While much of the focus this offseason has been on the Packers' offense — Will they trade for Randy Moss? Who will replace Ahman Green at running back? — one area in which Green Bay needs a great deal of improvement is on special teams.

A breakdown of NFL special teams conducted by the Dallas Morning News a couple of months ago showed the Packers had the league's worst kicking units for the second consecutive season.

Chicago had the league's best special teams last season, according to the breakdown, and the Bears showed how important the kicking units can be. Thanks in large part to the instant offense provided by rookie Devin Hester, the Bears actually boasted one of the league's highest-scoring offenses, despite being hamstrung by quarterback Rex Grossman.

You name it, and the Packers were bad at it last season. Through my research:

Kickoff returns? They ranked 31st out of the league's 32 teams with a 19.7-yard average.

Punt returns? They ranked 27th with a 7.8-yard average.

Kickoff coverage? They ranked 19th with a 22.8-yard average allowed.

Punt coverage? They ranked 18th with a 9.1-yard average allowed, and were one of 13 teams to allow a touchdown.

Net punting? Because of Jon Ryan's inconsistency, they ranked 25th with an average of 35.7 yards.

Inside-the-20 punting? Sometimes, a good coffin-corner punt is as good as scoring. Instead, the Packers ranked 29th.

Field-goal kicking? Dave Rayner showed promise, but the Packers ranked 25th with 74.3 percent accuracy.

Special-teams play has been a problem for the past few years. The Packers haven't had a decent returner since Allen Rossum returned a kickoff for a touchdown in 2000 and a punt for a touchdown in 2001 before joining the Atlanta Falcons. They haven't had a punter since Josh Bidwell — who was only average, anyway — was allowed to skip town after the 2003 season.

It's not for a lack of trying. Mike Sherman drafted DeAndrew Rubin to return kicks in 2003 and, infamously, traded up to grab punter B.J. Sander in 2004. Ted Thompson drafted Cory Rodgers to return kicks in 2006. Neither Rubin nor Rodgers could catch the ball, much less break a tackle or make a guy miss.

Of course, special teams is about more than a returner, punter and kicker. It takes a supporting cast, and it's that supporting cast that took a hit when Sherman ran the team to the ceiling of the salary cap.

Worse, Sherman put together back-to-back hideous drafts. Nick Barnett, the first-round pick in 2003, is a starter, as are the final picks in 2004, Corey Williams and Scott Wells. In between, Sherman drafted 12 players. None of them are on the team, and 10 are out of the league.

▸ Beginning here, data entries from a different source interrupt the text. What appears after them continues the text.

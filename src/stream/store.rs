use uuid::Uuid;

use crate::envelope::JsonEnvelope;

use super::error::StreamError;

/// Optimistic-concurrency policy for appends.
#[derive(Clone, Copy, Debug, PartialEq, Eq)]
pub enum Tolerance {
    /// The caller's expected version must exactly equal the stream's true
    /// current version at commit time — no other writer may have appended
    /// between the caller's read and write.
    Strict,
    /// The caller's view may trail the stream's true current version, as
    /// happens when a saga and a handler append interleaved events to the
    /// same logical stream. Versions are assigned from the true current
    /// version, so no version number is ever reused.
    NonConsecutive,
}

/// Persistence collaborator: a durable append-only log per stream id.
///
/// Implementations must make `commit` a single atomic unit — expected-version
/// check, version stamping, and persistence together — so two concurrent
/// commits can never be assigned the same version. Serializable isolation is
/// not assumed from any storage layer.
pub trait EventStore: Send + Sync {
    /// Load a stream's current version and its events in order.
    ///
    /// A stream id with no backing entry is an empty stream at version 0,
    /// not an error.
    fn load(&self, stream_id: Uuid) -> Result<(u64, Vec<JsonEnvelope>), StreamError>;

    /// Verify `expected_version` under `tolerance`, stamp each event with
    /// the next consecutive versions after the stream's true current
    /// version, persist them in the given order, and advance the stream.
    ///
    /// Returns the stream's new current version. Within one commit the
    /// assigned versions are strictly increasing and gap-free regardless of
    /// tolerance.
    fn commit(
        &self,
        stream_id: Uuid,
        expected_version: u64,
        tolerance: Tolerance,
        events: Vec<JsonEnvelope>,
    ) -> Result<u64, StreamError>;
}
use std::collections::HashMap;
use std::sync::{Arc, RwLock};

use tracing::debug;
use uuid::Uuid;

use crate::envelope::{Envelope, JsonEnvelope};

use super::error::StreamError;
use super::store::{EventStore, Tolerance};

#[derive(Default)]
struct StreamLog {
    version: u64,
    events: Vec<JsonEnvelope>,
}

/// In-memory [`EventStore`].
///
/// One write-guard section is the atomic compare-and-advance unit: the
/// expected-version check, version stamping, and persistence all happen
/// under a single lock acquisition, so concurrent commits against the same
/// stream serialize and can never claim the same version.
#[derive(Clone, Default)]
pub struct InMemoryEventStore {
    streams: Arc<RwLock<HashMap<Uuid, StreamLog>>>,
}

impl InMemoryEventStore {
    pub fn new() -> Self {
        InMemoryEventStore::default()
    }
}

impl EventStore for InMemoryEventStore {
    fn load(&self, stream_id: Uuid) -> Result<(u64, Vec<JsonEnvelope>), StreamError> {
        let streams = self
            .streams
            .read()
            .map_err(|_| StreamError::LockPoisoned("read"))?;

        Ok(streams
            .get(&stream_id)
            .map(|log| (log.version, log.events.clone()))
            .unwrap_or((0, Vec::new())))
    }

    fn commit(
        &self,
        stream_id: Uuid,
        expected_version: u64,
        tolerance: Tolerance,
        events: Vec<JsonEnvelope>,
    ) -> Result<u64, StreamError> {
        let mut streams = self
            .streams
            .write()
            .map_err(|_| StreamError::LockPoisoned("write"))?;
        let current = streams.get(&stream_id).map_or(0, |log| log.version);

        let conflict = match tolerance {
            Tolerance::Strict => expected_version != current,
            // A trailing view is tolerated; claiming a version ahead of the
            // stream is not.
            Tolerance::NonConsecutive => expected_version > current,
        };
        if conflict {
            return Err(StreamError::VersionConflict {
                stream_id,
                expected: expected_version,
                actual: current,
            });
        }
        if events.is_empty() {
            return Ok(current);
        }

        let log = streams.entry(stream_id).or_default();
        let appended = events.len();
        for envelope in events {
            let (metadata, payload) = envelope.into_parts();
            let version = log.version + 1;
            log.events
                .push(Envelope::new(metadata.with_stream(stream_id, version), payload));
            log.version = version;
        }

        debug!(stream_id = %stream_id, appended, version = log.version, "events appended");
        Ok(log.version)
    }
}

#[cfg(test)]
mod tests {
    use super::*;
    use crate::envelope::Metadata;
    use serde_json::json;

    fn event(name: &str) -> JsonEnvelope {
        let metadata = Metadata::builder()
            .with_id(Uuid::new_v4())
            .with_name(name)
            .build()
            .unwrap();
        Envelope::new(metadata, json!({}))
    }

    #[test]
    fn unknown_stream_loads_empty_at_version_zero() {
        let store = InMemoryEventStore::new();
        let (version, events) = store.load(Uuid::new_v4()).unwrap();
        assert_eq!(version, 0);
        assert!(events.is_empty());
    }

    #[test]
    fn first_commit_assigns_one_two_three() {
        let store = InMemoryEventStore::new();
        let stream_id = Uuid::new_v4();

        let version = store
            .commit(
                stream_id,
                0,
                Tolerance::Strict,
                vec![event("e1"), event("e2"), event("e3")],
            )
            .unwrap();
        assert_eq!(version, 3);

        let (version, events) = store.load(stream_id).unwrap();
        assert_eq!(version, 3);
        let versions: Vec<_> = events.iter().map(|e| e.metadata().version()).collect();
        assert_eq!(versions, vec![Some(1), Some(2), Some(3)]);
        assert!(events
            .iter()
            .all(|e| e.metadata().stream_id() == Some(stream_id)));
    }

    #[test]
    fn stamping_preserves_envelope_identity() {
        let store = InMemoryEventStore::new();
        let stream_id = Uuid::new_v4();
        let original = event("orders.order-placed");
        let id = original.metadata().id();

        store
            .commit(stream_id, 0, Tolerance::Strict, vec![original])
            .unwrap();

        let (_, events) = store.load(stream_id).unwrap();
        assert_eq!(events[0].metadata().id(), id);
        assert_eq!(events[0].metadata().name(), "orders.order-placed");
    }

    #[test]
    fn strict_rejects_stale_expected_version() {
        let store = InMemoryEventStore::new();
        let stream_id = Uuid::new_v4();

        store
            .commit(
                stream_id,
                0,
                Tolerance::Strict,
                vec![event("e1"), event("e2"), event("e3")],
            )
            .unwrap();
        // another writer advances the stream to 4
        store
            .commit(stream_id, 3, Tolerance::Strict, vec![event("e4")])
            .unwrap();

        let result = store.commit(stream_id, 3, Tolerance::Strict, vec![event("e5")]);
        assert_eq!(
            result,
            Err(StreamError::VersionConflict {
                stream_id,
                expected: 3,
                actual: 4,
            })
        );
    }

    #[test]
    fn non_consecutive_tolerates_trailing_view() {
        let store = InMemoryEventStore::new();
        let stream_id = Uuid::new_v4();

        store
            .commit(
                stream_id,
                0,
                Tolerance::Strict,
                vec![event("e1"), event("e2"), event("e3")],
            )
            .unwrap();
        store
            .commit(stream_id, 3, Tolerance::Strict, vec![event("e4")])
            .unwrap();

        // same stale base as the strict failure above, tolerated here
        let version = store
            .commit(
                stream_id,
                3,
                Tolerance::NonConsecutive,
                vec![event("e5"), event("e6"), event("e7")],
            )
            .unwrap();
        assert_eq!(version, 7);

        let (_, events) = store.load(stream_id).unwrap();
        let versions: Vec<_> = events.iter().map(|e| e.metadata().version().unwrap()).collect();
        assert_eq!(versions, vec![1, 2, 3, 4, 5, 6, 7]);
    }

    #[test]
    fn non_consecutive_rejects_future_expected_version() {
        let store = InMemoryEventStore::new();
        let stream_id = Uuid::new_v4();

        let result = store.commit(stream_id, 2, Tolerance::NonConsecutive, vec![event("e1")]);
        assert_eq!(
            result,
            Err(StreamError::VersionConflict {
                stream_id,
                expected: 2,
                actual: 0,
            })
        );
    }

    #[test]
    fn rejected_commit_leaves_the_store_untouched() {
        let store = InMemoryEventStore::new();
        let stream_id = Uuid::new_v4();

        let result = store.commit(stream_id, 2, Tolerance::Strict, vec![event("e1")]);
        assert!(result.is_err());
        assert!(store.streams.read().unwrap().is_empty());

        // an accepted no-op leaves no trace either
        store.commit(stream_id, 0, Tolerance::Strict, vec![]).unwrap();
        assert!(store.streams.read().unwrap().is_empty());
    }

    #[test]
    fn empty_commit_is_a_checked_no_op() {
        let store = InMemoryEventStore::new();
        let stream_id = Uuid::new_v4();

        assert_eq!(store.commit(stream_id, 0, Tolerance::Strict, vec![]), Ok(0));
        assert_eq!(
            store.commit(stream_id, 1, Tolerance::Strict, vec![]),
            Err(StreamError::VersionConflict {
                stream_id,
                expected: 1,
                actual: 0,
            })
        );
    }
}
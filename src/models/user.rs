use chrono::NaiveDateTime;
use diesel::dsl::exists;
use diesel::prelude::*;
use diesel::sqlite::SqliteConnection;

use crate::schema::users::{self, dsl};

#[derive(Clone, Debug, Queryable)]
pub struct User {
    pub id: i32,
    pub username: String,
    /// PHC string produced by `auth::hash_password`.
    pub password: String,
    pub date_joined: NaiveDateTime,
}

#[derive(Debug, Insertable)]
#[diesel(table_name = users)]
pub struct NewUser<'a> {
    pub username: &'a str,
    pub password: &'a str,
    pub date_joined: NaiveDateTime,
}

impl User {
    pub fn find_by_username(conn: &mut SqliteConnection, name: &str) -> QueryResult<Option<User>> {
        dsl::users
            .filter(dsl::username.eq(name))
            .first::<User>(conn)
            .optional()
    }

    pub fn username_taken(conn: &mut SqliteConnection, name: &str) -> QueryResult<bool> {
        diesel::select(exists(dsl::users.filter(dsl::username.eq(name)))).get_result(conn)
    }

    pub fn exists(conn: &mut SqliteConnection, user_id: i32) -> QueryResult<bool> {
        diesel::select(exists(dsl::users.find(user_id))).get_result(conn)
    }

    pub fn count(conn: &mut SqliteConnection) -> QueryResult<i64> {
        dsl::users.count().get_result(conn)
    }
}

impl<'a> NewUser<'a> {
    pub fn insert(&self, conn: &mut SqliteConnection) -> QueryResult<User> {
        conn.transaction(|conn| {
            diesel::insert_into(dsl::users).values(self).execute(conn)?;
            dsl::users
                .filter(dsl::username.eq(self.username))
                .first::<User>(conn)
        })
    }
}
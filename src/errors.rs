use actix_web::{http::header, HttpResponse};
use derive_more::Display;

#[derive(Debug, Display)]
pub enum ServerError {
    #[display(fmt = "diesel error")]
    DieselError,
    #[display(fmt = "environment error: {}", _0)]
    EnvironmentError(String),
    #[display(fmt = "pooling error")]
    R2D2Error,
    #[display(fmt = "migration error")]
    MigrationError,
    #[display(fmt = "argon2 error")]
    ArgonError,
    #[display(fmt = "jwt error")]
    JWTError,
    /// Carries the already encoded `next` target for the login redirect.
    #[display(fmt = "authentication required")]
    AuthenticationRequired(String),
    #[display(fmt = "not found")]
    NotFound,
    #[display(fmt = "payload error")]
    PayloadError,
}

impl std::error::Error for ServerError {}

impl From<r2d2::Error> for ServerError {
    fn from(e: r2d2::Error) -> ServerError {
        log::error!("{e}");
        ServerError::R2D2Error
    }
}

impl From<std::env::VarError> for ServerError {
    fn from(e: std::env::VarError) -> ServerError {
        ServerError::EnvironmentError(e.to_string())
    }
}

impl From<diesel::result::Error> for ServerError {
    fn from(e: diesel::result::Error) -> ServerError {
        match e {
            diesel::result::Error::NotFound => ServerError::NotFound,
            e => {
                log::error!("{e}");
                ServerError::DieselError
            }
        }
    }
}

impl From<actix_web::error::PayloadError> for ServerError {
    fn from(e: actix_web::error::PayloadError) -> Self {
        log::warn!("{e}");
        ServerError::PayloadError
    }
}

impl From<jsonwebtoken::errors::Error> for ServerError {
    fn from(e: jsonwebtoken::errors::Error) -> Self {
        log::error!("{e}");
        ServerError::JWTError
    }
}

impl From<argon2::Error> for ServerError {
    fn from(e: argon2::Error) -> ServerError {
        log::error!("{e}");
        ServerError::ArgonError
    }
}

impl From<argon2::password_hash::Error> for ServerError {
    fn from(e: argon2::password_hash::Error) -> ServerError {
        log::error!("{e}");
        ServerError::ArgonError
    }
}

impl actix_web::error::ResponseError for ServerError {
    fn error_response(&self) -> HttpResponse {
        match self {
            ServerError::DieselError => {
                HttpResponse::InternalServerError().body("Library Error: Diesel Error.")
            }
            ServerError::EnvironmentError(_) => HttpResponse::InternalServerError()
                .body("Server Error: Use of an uninitialized environment variable."),
            ServerError::R2D2Error => {
                HttpResponse::InternalServerError().body("Server Error: Pooling Error.")
            }
            ServerError::MigrationError => {
                HttpResponse::InternalServerError().body("Server Error: Migration Error.")
            }
            ServerError::ArgonError => {
                HttpResponse::InternalServerError().body("Library Error: Argon2 Error.")
            }
            ServerError::JWTError => {
                HttpResponse::InternalServerError().body("Library Error: JWT Library Malfunctioned")
            }
            ServerError::AuthenticationRequired(next) => HttpResponse::Found()
                .insert_header((
                    header::LOCATION,
                    format!("{}?next={}", crate::urls::LOGIN, next),
                ))
                .finish(),
            ServerError::NotFound => HttpResponse::NotFound().body("Not Found"),
            ServerError::PayloadError => {
                HttpResponse::BadRequest().body("Invalid Request: unreadable payload")
            }
        }
    }
}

Those ugly facts left the Packers without the type of quality depth that's needed to make the key blocks on returns and beat the blocking on the coverage units.

So, while the focus is — and always will be — on the glamour moves, the key for Thompson is to continue building a core group of players. That's why Thompson treats every draft choice like it's gold. He doesn't need every seventh-round pick to turn into the next Donald Driver. He just needs enough picks who can make a difference, even if it's only doing the dirty work that goes unnoticed by everyone but the kick returner who just picked up another 5 yards because of a decent block.